Wednesday, July 13, 2011

There's More to Quitting Drinking than Quitting Drinking

I am again enjoying Dr. Paul O's book, "There's More to Quitting Drinking than Quitting Drinking" Capizon Publishing, 1995.  I love Paul O's take on "Problems".  To quote just some:

"All my problems today are thinking problems. I don't even have a problem unless I think I do. If I think I have a problem. I have a problem. If I don't think I have a problem. I don't have a problem.  Never have I thought I had a problem and been wrong."

"Not only do I alone decide whether or not I have a problem: I alone determine the size of my problems.  I don't have many little problems; I don't bother with them. Like resentments, I stick to the "justifiable" variety. When I do have a little problem, all I have to do to make it a big problem is to think about it."

"As a boy, I read in Reader's Digest that you can judge a man by what makes him angry. From then on I searched from problems worthy of my anger. As a physician, I dedicated my life to working on problems, my own or anyone else's.  I became a problem magnet.  When I couldn't find enough of my own, I borrowed yours.  "My, that's an interesting problem you have here,; may I have it for a while? Meanwhile, I exaggerated, inflated, and manufactured problems while remaining on the lookout for more. And I always found them."

"Problems have always enjoyed a position of exaggerated importance in my life. Early on, I came to the conclusion that people with the most problems get the most attention.  People don't want to hear how easy your life is, they want to hear about problems. The TV evening news stresses nothing else. Facing problems is the stuff of which heroes are made.  Without problems you wouldn't have an identity. How can people think of you as being heroic if they don't know you're surviving in spite of it all? So tell them. Whine a little."
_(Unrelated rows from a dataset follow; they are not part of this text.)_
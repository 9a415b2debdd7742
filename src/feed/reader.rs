//! Turns a watch session into an endless, pull-based sequence of records.

use crate::cancel::CancellationToken;
use crate::error::Result;
use crate::log::{ChangeLog, OperationFilter, WatchSession};
use crate::types::{CursorPosition, Record};
use std::collections::VecDeque;
use std::sync::Arc;
use std::time::Duration;

/// Result of one poll step.
#[derive(Clone, Copy, Debug, PartialEq, Eq)]
pub enum PollOutcome {
    /// This many records were queued for delivery.
    Delivered(usize),
    /// Nothing new; the retry delay elapsed without cancellation.
    Idle,
    /// Cancellation fired; the session has been released.
    Cancelled,
}

/// Opens change feeds over a log.
pub struct ChangeFeedReader {
    log: Arc<dyn ChangeLog>,
    retry_delay: Duration,
}

impl ChangeFeedReader {
    pub fn new(log: Arc<dyn ChangeLog>, retry_delay: Duration) -> Self {
        Self { log, retry_delay }
    }

    /// Open a watch session at the log tail and wrap it in a feed.
    ///
    /// Failing to open the session is returned as is; it is not retried.
    pub fn produce(
        &self,
        filter: OperationFilter,
        cancel: CancellationToken,
    ) -> Result<ChangeFeed> {
        let session = self.log.watch(filter)?;
        Ok(ChangeFeed {
            session: Some(session),
            pending: VecDeque::new(),
            cancel,
            retry_delay: self.retry_delay,
            idle_polls: 0,
        })
    }
}

/// Lazy, infinite sequence of records from one watch session.
///
/// Iteration ends (`None`) only after cancellation or after a fatal error has
/// been yielded. The session is released on every exit path, including when
/// the feed is dropped mid-iteration.
pub struct ChangeFeed {
    session: Option<Box<dyn WatchSession>>,
    pending: VecDeque<Record>,
    cancel: CancellationToken,
    retry_delay: Duration,
    idle_polls: u64,
}

impl ChangeFeed {
    /// Run one poll: fetch a batch, or wait out the retry delay if empty.
    pub fn poll(&mut self) -> Result<PollOutcome> {
        if self.cancel.is_cancelled() {
            self.close();
            return Ok(PollOutcome::Cancelled);
        }

        let polled = match self.session.as_mut() {
            Some(session) => session.next_batch(),
            // Closed after an earlier fatal error or cancellation.
            None => return Ok(PollOutcome::Cancelled),
        };

        let batch = match polled {
            Ok(batch) => batch,
            Err(e) => {
                self.close();
                return Err(e);
            }
        };

        if batch.is_empty() {
            self.idle_polls += 1;
            if self.cancel.wait_timeout(self.retry_delay) {
                self.close();
                return Ok(PollOutcome::Cancelled);
            }
            return Ok(PollOutcome::Idle);
        }

        let before = self.pending.len();
        self.pending
            .extend(batch.into_iter().filter_map(|event| event.document));
        Ok(PollOutcome::Delivered(self.pending.len() - before))
    }

    /// Release the watch session. Further iteration yields nothing.
    pub fn close(&mut self) {
        self.pending.clear();
        self.session = None;
    }

    pub fn is_open(&self) -> bool {
        self.session.is_some()
    }

    /// Resume position of the open session.
    pub fn position(&self) -> Option<CursorPosition> {
        self.session.as_ref().map(|s| s.position())
    }

    /// Polls that found nothing new.
    pub fn idle_polls(&self) -> u64 {
        self.idle_polls
    }
}

impl Iterator for ChangeFeed {
    type Item = Result<Record>;

    fn next(&mut self) -> Option<Self::Item> {
        loop {
            if self.cancel.is_cancelled() {
                self.close();
                return None;
            }

            if let Some(record) = self.pending.pop_front() {
                return Some(Ok(record));
            }

            match self.poll() {
                Ok(PollOutcome::Cancelled) => return None,
                Ok(PollOutcome::Idle) | Ok(PollOutcome::Delivered(_)) => continue,
                Err(e) => return Some(Err(e)),
            }
        }
    }
}

#[cfg(test)]
mod tests {
    use super::*;
    use crate::error::FeedError;
    use crate::log::MemoryLog;
    use crate::types::{NewRecord, RecordChanges};
    use std::thread;
    use std::time::Instant;

    fn post(title: &str) -> NewRecord {
        NewRecord::new("Admin", title).with_content("body")
    }

    fn reader(log: &MemoryLog, delay_ms: u64) -> ChangeFeedReader {
        ChangeFeedReader::new(Arc::new(log.clone()), Duration::from_millis(delay_ms))
    }

    #[test]
    fn test_yields_in_log_order_across_batches() {
        let log = MemoryLog::new("posts");
        let mut feed = reader(&log, 10)
            .produce(OperationFilter::creates_only(), CancellationToken::new())
            .unwrap();

        log.insert(post("a")).unwrap();
        log.insert(post("b")).unwrap();
        assert_eq!(feed.next().unwrap().unwrap().title, "a");

        log.insert(post("c")).unwrap();
        assert_eq!(feed.next().unwrap().unwrap().title, "b");
        assert_eq!(feed.next().unwrap().unwrap().title, "c");
    }

    #[test]
    fn test_empty_poll_waits_then_resumes() {
        let log = MemoryLog::new("posts");
        let delay = Duration::from_millis(40);
        let mut feed = reader(&log, 40)
            .produce(OperationFilter::creates_only(), CancellationToken::new())
            .unwrap();

        let start = Instant::now();
        assert_eq!(feed.poll().unwrap(), PollOutcome::Idle);
        assert!(start.elapsed() >= delay);
        assert_eq!(feed.idle_polls(), 1);

        log.insert(post("late")).unwrap();
        assert_eq!(feed.poll().unwrap(), PollOutcome::Delivered(1));
        assert_eq!(feed.next().unwrap().unwrap().title, "late");
    }

    #[test]
    fn test_consecutive_empty_polls_spaced_by_delay() {
        let log = MemoryLog::new("posts");
        let delay = Duration::from_millis(25);
        let mut feed = reader(&log, 25)
            .produce(OperationFilter::creates_only(), CancellationToken::new())
            .unwrap();

        for _ in 0..3 {
            assert_eq!(feed.poll().unwrap(), PollOutcome::Idle);
        }

        let times = log.poll_times();
        assert_eq!(times.len(), 3);
        for pair in times.windows(2) {
            assert!(pair[1].duration_since(pair[0]) >= delay);
        }
    }

    #[test]
    fn test_non_create_operations_filtered() {
        let log = MemoryLog::new("posts");
        let existing = log.insert(post("existing")).unwrap();
        let mut feed = reader(&log, 10)
            .produce(OperationFilter::creates_only(), CancellationToken::new())
            .unwrap();

        log.update(&existing.id, &RecordChanges::title("edited")).unwrap();
        log.delete(&existing.id).unwrap();
        assert_eq!(feed.poll().unwrap(), PollOutcome::Idle);

        log.insert(post("fresh")).unwrap();
        assert_eq!(feed.next().unwrap().unwrap().title, "fresh");
    }

    #[test]
    fn test_cancel_during_wait_ends_cleanly() {
        let log = MemoryLog::new("posts");
        let cancel = CancellationToken::new();
        let feed = reader(&log, 10_000)
            .produce(OperationFilter::creates_only(), cancel.clone())
            .unwrap();
        assert_eq!(log.open_sessions(), 1);

        let handle = thread::spawn(move || {
            let mut feed = feed;
            let item = feed.next().map(|r| r.is_ok());
            (item, feed.is_open())
        });

        thread::sleep(Duration::from_millis(30));
        cancel.cancel();

        let (item, open) = handle.join().unwrap();
        assert_eq!(item, None);
        assert!(!open);
        assert_eq!(log.open_sessions(), 0);
    }

    #[test]
    fn test_watch_failure_propagates() {
        let log = MemoryLog::new("posts");
        log.fail_next_watch("connection refused");

        let result =
            reader(&log, 10).produce(OperationFilter::creates_only(), CancellationToken::new());
        assert!(matches!(result, Err(FeedError::Connection(_))));
        assert_eq!(log.open_sessions(), 0);
    }

    #[test]
    fn test_session_error_yielded_once_then_ends() {
        let log = MemoryLog::new("posts");
        let mut feed = reader(&log, 10)
            .produce(OperationFilter::creates_only(), CancellationToken::new())
            .unwrap();

        log.fail_next_poll("socket closed");
        assert!(matches!(feed.next(), Some(Err(FeedError::Connection(_)))));
        assert!(feed.next().is_none());
        assert_eq!(log.open_sessions(), 0);
    }

    #[test]
    fn test_dropping_feed_releases_session() {
        let log = MemoryLog::new("posts");
        let feed = reader(&log, 10)
            .produce(OperationFilter::creates_only(), CancellationToken::new())
            .unwrap();
        assert_eq!(log.open_sessions(), 1);

        drop(feed);
        assert_eq!(log.open_sessions(), 0);
    }
}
"I grew up thinking all men of intelligence and stamina worked on their problems by thinking about them until they came up with an answer.  I've discovered this approach works the opposite for me. Problems I think about grow bigger and bigger. Even non-problems. At first I'll think, "Well, that's certainly not a problem."  But in a short time I can see where, "It could be sort of a problem."  In no time I'm telling myself, "By golly, it's a good thing I'm looking at this.  Everyone else is missing it."

"One of the problems with problems is their high infant mortality rate. Ignored, they, like delicate plants, wither and die. Problems need a continuous flow of conversation, plus lots of water and fertilizer - especially fertilizer. They demand constant attention.  Problems need to feel important."